# So sad for Olive



## jaimebpa1 (Nov 8, 2011)

Olive was spayed yesterday and she is not taking it very well. I picked her up around 4pm yesterday and is now 10am the next day and she hasn't moved yet. She just lays in a ball in her crate and whimpers every now and then. She has eaten a bit and is drinking, but only because the bowls are close enough she doesn't have to move. WHen I carry her outside to potty she just lays where i put her and cries until i bring her back to her crate. She hasn't peed or pooped at all since she's been home. I just called the vet because that is really freaking me out. They said if she is drinking then she'll pee at some point, even if she doesn't want to. If she doesn't pee by this afternoon I'm going to bring her back in. 

I know it's only a day in to her recovery and it will get better, but this is really stressful. To make it worse my husband is working all weekend and i am alone with both kids! AGH! It's very hot out so they can't play outside. They want me to take them swimming, but i can't leave Olive until she is peeing normally.


----------



## Beth Watkins (Jun 11, 2012)

Ohh no poor Olive  and poor you  such a shame! Hopefully she'll start to feel more herself soon! Lots of love x x x


----------



## jaimebpa1 (Nov 8, 2011)

She also had a hernia repaired so maybe she is hurting more than normal. I asked the vet for pain medication this morning, but she said she's rather not. As long as I leave Olive alone she sleeps so I'm trying to do that, but i keep wanting to see if she'll pee.


----------



## Scarlett (Dec 15, 2011)

Poor Olive! Scarlett was really out of it for a couple of days, didn't move much, and it did take her a while to poo after we came home. So hopefully what Olive is going through is normal - and now that I see she also had a hernia repaired, you are right, it may add to the recovery. As hard as it is, I hope that you don't worry too much! Keep us all posted, we will be thinking about Olive!


----------



## DONNA (Jan 7, 2011)

Dont worry im sure Buddy didnt wee or poo for 24 hrs !! And im sure it was only on the third day after he did a poo.

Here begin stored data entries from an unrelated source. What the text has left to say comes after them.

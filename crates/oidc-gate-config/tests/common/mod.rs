// crates/oidc-gate-config/tests/common/mod.rs
// =============================================================================
// Module: Config Test Helpers
// Description: Shared fixtures for realm configuration tests.
// Purpose: Reduce duplication across integration tests for oidc-gate-config.
// =============================================================================

#![allow(dead_code, reason = "Test helpers are selectively used across suites.")]

use oidc_gate_config::ConfigError;
use oidc_gate_config::OidcConfig;
use oidc_gate_config::RealmConfig;

pub type TestResult = Result<(), String>;

/// Builds a valid realm whose fields derive from `name`.
pub fn realm(name: &str) -> RealmConfig {
    RealmConfig {
        name: name.to_string(),
        login_url: format!("http://log/in/{name}"),
        client_id: format!("id.{name}"),
        client_secret: format!("s.{name}"),
    }
}

/// Returns a valid config with realms `A` and `B`.
pub fn two_realm_config() -> OidcConfig {
    OidcConfig {
        callback_url: "http://wada/wada".to_string(),
        realms: vec![realm("A"), realm("B")],
    }
}

/// Asserts the result is an error whose message contains `needle`.
pub fn assert_invalid<T>(result: Result<T, ConfigError>, needle: &str) -> TestResult {
    match result {
        Err(error) => {
            let message = error.to_string();
            if message.contains(needle) {
                Ok(())
            } else {
                Err(format!("error {message} did not contain {needle}"))
            }
        }
        Ok(_) => Err("expected invalid config".to_string()),
    }
}
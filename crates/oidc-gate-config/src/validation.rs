// crates/oidc-gate-config/src/validation.rs
// ============================================================================
// Module: Config Validation Checks
// Description: Field-level checks for the realm registry configuration.
// Purpose: Keep each rule an independent, ordered, reusable check.
// Dependencies: thiserror, url
// ============================================================================

//! ## Overview
//! Validation is purely syntactic: no network access and no side effects.
//! Realm rules live in an ordered table so each check stays independent and
//! the first failure short-circuits.

// ============================================================================
// SECTION: Imports
// ============================================================================

use std::fmt;

use thiserror::Error;
use url::ParseError;
use url::Url;

use crate::config::ConfigError;
use crate::config::OidcConfig;
use crate::config::RealmConfig;

// ============================================================================
// SECTION: Types
// ============================================================================

/// Realm fields subject to validation.
#[derive(Debug, Clone, Copy, PartialEq, Eq)]
pub enum RealmField {
    /// Realm name.
    Name,
    /// OIDC client identifier.
    ClientId,
    /// OIDC client secret.
    ClientSecret,
    /// Realm login endpoint.
    LoginUrl,
}

impl RealmField {
    /// Returns the serialized key for the field.
    #[must_use]
    pub const fn key(self) -> &'static str {
        match self {
            Self::Name => "name",
            Self::ClientId => "client-id",
            Self::ClientSecret => "client-secret",
            Self::LoginUrl => "login-url",
        }
    }
}

impl fmt::Display for RealmField {
    fn fmt(&self, f: &mut fmt::Formatter<'_>) -> fmt::Result {
        let label = match self {
            Self::Name => "name",
            Self::ClientId => "client ID",
            Self::ClientSecret => "client secret",
            Self::LoginUrl => "login URL",
        };
        f.write_str(label)
    }
}

/// Cause of a single field validation failure.
#[derive(Debug, Clone, PartialEq, Eq, Error)]
pub enum FieldError {
    /// Value is empty after trimming whitespace.
    #[error("empty value")]
    Empty,
    /// Value could not be parsed as a URL.
    #[error("can't parse URL: '{url}'; error: {reason}")]
    Unparseable {
        /// Raw input.
        url: String,
        /// Parser message.
        reason: String,
    },
    /// Value is a relative reference rather than an absolute URL.
    #[error("not an absolute URL: '{0}'")]
    NotAbsolute(String),
    /// Value is an absolute URL with a scheme other than `http`/`https`.
    #[error("not an HTTP URL: '{0}'")]
    NotHttp(String),
}

/// A single realm rule.
type RealmCheck = fn(&RealmConfig) -> Result<(), FieldError>;

/// Realm rules in evaluation order.
const REALM_CHECKS: [(RealmField, RealmCheck); 4] = [
    (RealmField::Name, check_name),
    (RealmField::ClientId, check_client_id),
    (RealmField::ClientSecret, check_client_secret),
    (RealmField::LoginUrl, check_login_url),
];

// ============================================================================
// SECTION: Validation
// ============================================================================

/// Validates an optional configuration.
///
/// Absence of configuration is not misconfiguration: `None` is accepted.
///
/// # Errors
///
/// Returns [`ConfigError`] for the first field that fails validation.
pub fn validate_config(config: Option<&OidcConfig>) -> Result<(), ConfigError> {
    config.map_or(Ok(()), OidcConfig::validate)
}

/// Runs every realm rule in order, stopping at the first failure.
pub(crate) fn validate_realm(index: usize, realm: &RealmConfig) -> Result<(), ConfigError> {
    REALM_CHECKS.iter().try_for_each(|(field, check)| {
        check(realm).map_err(|cause| ConfigError::Realm {
            index,
            field: *field,
            cause,
        })
    })
}

/// Realm name must be non-empty. Configured names are not trimmed for lookup.
fn check_name(realm: &RealmConfig) -> Result<(), FieldError> {
    validate_non_empty(&realm.name)
}

/// Client identifier must be non-empty.
fn check_client_id(realm: &RealmConfig) -> Result<(), FieldError> {
    validate_non_empty(&realm.client_id)
}

/// Client secret must be non-empty.
fn check_client_secret(realm: &RealmConfig) -> Result<(), FieldError> {
    validate_non_empty(&realm.client_secret)
}

/// Login endpoint must be an absolute HTTP(S) URL.
fn check_login_url(realm: &RealmConfig) -> Result<(), FieldError> {
    validate_abs_url(&realm.login_url)
}

/// Checks that `raw` is an absolute URL with an `http` or `https` scheme.
///
/// Parsing follows the WHATWG URL standard, which is stricter than a bare
/// "has a scheme" test for special schemes: an empty host (`http://`) or an
/// out-of-range port (`http://h:99999/`) is unparseable. It also normalizes
/// before checking, so extra slashes are absorbed (`https:///path` parses with
/// host `path`) and is accepted.
///
/// # Errors
///
/// Returns [`FieldError`] when the value is unparseable, relative, or uses
/// another scheme.
pub fn validate_abs_url(raw: &str) -> Result<(), FieldError> {
    let parsed = Url::parse(raw).map_err(|err| match err {
        ParseError::RelativeUrlWithoutBase => FieldError::NotAbsolute(raw.to_string()),
        other => FieldError::Unparseable {
            url: raw.to_string(),
            reason: other.to_string(),
        },
    })?;
    match parsed.scheme() {
        "http" | "https" => Ok(()),
        _ => Err(FieldError::NotHttp(raw.to_string())),
    }
}

/// Checks that `value` is non-empty after trimming whitespace.
///
/// # Errors
///
/// Returns [`FieldError::Empty`] for empty or whitespace-only values.
pub fn validate_non_empty(value: &str) -> Result<(), FieldError> {
    if value.trim().is_empty() {
        return Err(FieldError::Empty);
    }
    Ok(())
}

// ============================================================================
// SECTION: Tests
// ============================================================================
// crates/oidc-gate-cli/src/i18n.rs
// ============================================================================
// Module: CLI Message Catalog
// Description: Message catalog and placeholder substitution for CLI output.
// Purpose: Keep user-facing strings in one place.
// Dependencies: Standard library collections.
// ============================================================================

//! ## Overview
//! Every line the CLI prints goes through the [`t!`](crate::t) macro, which
//! looks the key up in a static catalog and substitutes `{placeholder}`
//! arguments in order.
//!
//! ## Invariants
//! - The catalog is built once and read-only thereafter.
//! - Unknown keys render as the key itself.

// ============================================================================
// SECTION: Imports
// ============================================================================

use std::collections::HashMap;
use std::sync::OnceLock;

// ============================================================================
// SECTION: Types
// ============================================================================

/// A formatted message argument captured by the [`macro@crate::t`] macro.
#[derive(Clone)]
pub struct MessageArg {
    /// Placeholder name without braces (for example, `path`).
    pub key: &'static str,
    /// Preformatted substitution value.
    pub value: String,
}

impl MessageArg {
    /// Constructs a new [`MessageArg`].
    pub fn new(key: &'static str, value: impl Into<String>) -> Self {
        Self {
            key,
            value: value.into(),
        }
    }
}

// ============================================================================
// SECTION: Catalog
// ============================================================================

/// Static catalog entries.
const CATALOG: &[(&str, &str)] = &[
    ("main.version", "oidc-gate {version}"),
    ("output.write_failed", "Failed to write to stdout: {error}"),
    ("output.encode_failed", "Failed to encode output: {error}"),
    ("input.read_failed", "Failed to read {kind} at {path}: {error}"),
    (
        "input.read_too_large",
        "Refusing to read {kind} at {path} because it is {size} bytes (limit {limit}).",
    ),
    ("input.parse_failed", "Failed to parse {kind} JSON at {path}: {error}"),
    ("input.kind.decision", "policy decision"),
    ("input.kind.response", "denial response"),
    ("config.load_failed", "Failed to load config: {error}"),
    ("config.validate.ok", "Config valid (realms={count})."),
    ("audit.open_failed", "Failed to open audit log at {path}: {error}"),
];

/// Returns the message catalog.
fn catalog() -> &'static HashMap<&'static str, &'static str> {
    static CATALOG_MAP: OnceLock<HashMap<&'static str, &'static str>> = OnceLock::new();
    CATALOG_MAP.get_or_init(|| CATALOG.iter().copied().collect())
}

// ============================================================================
// SECTION: Translation
// ============================================================================

/// Renders `key` while substituting `args`.
#[must_use]
pub fn translate(key: &str, args: Vec<MessageArg>) -> String {
    let template = catalog().get(key).copied().unwrap_or(key);
    let mut result = template.to_string();
    for arg in args {
        let placeholder = format!("{{{}}}", arg.key);
        result = result.replace(&placeholder, &arg.value);
    }
    result
}

// ============================================================================
// SECTION: Macro
// ============================================================================

/// Formats a catalog message from a key and named arguments.
#[macro_export]
macro_rules! t {
    ($key:literal $(, $name:ident = $value:expr )* $(,)?) => {{
        let args = ::std::vec![
            $(
                $crate::i18n::MessageArg::new(stringify!($name), $value.to_string()),
            )*
        ];
        $crate::i18n::translate($key, args)
    }};
}

// ============================================================================
// SECTION: Tests
// ============================================================================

Like the vet says so long as shes drinking she will need to go at some point.

If your still worried in a day or two the vet can give her some more pain relief if you wish (Buddy had to have some as he kept licking the area)

Hope shes feeling better tomorrow x


----------



## jaimebpa1 (Nov 8, 2011)

She peed! I took her outside a while ago and she did everything she could to not pee, but she couldn't hold it any more and had a really long pee. She was so upset after and is back to sleeping in her crate.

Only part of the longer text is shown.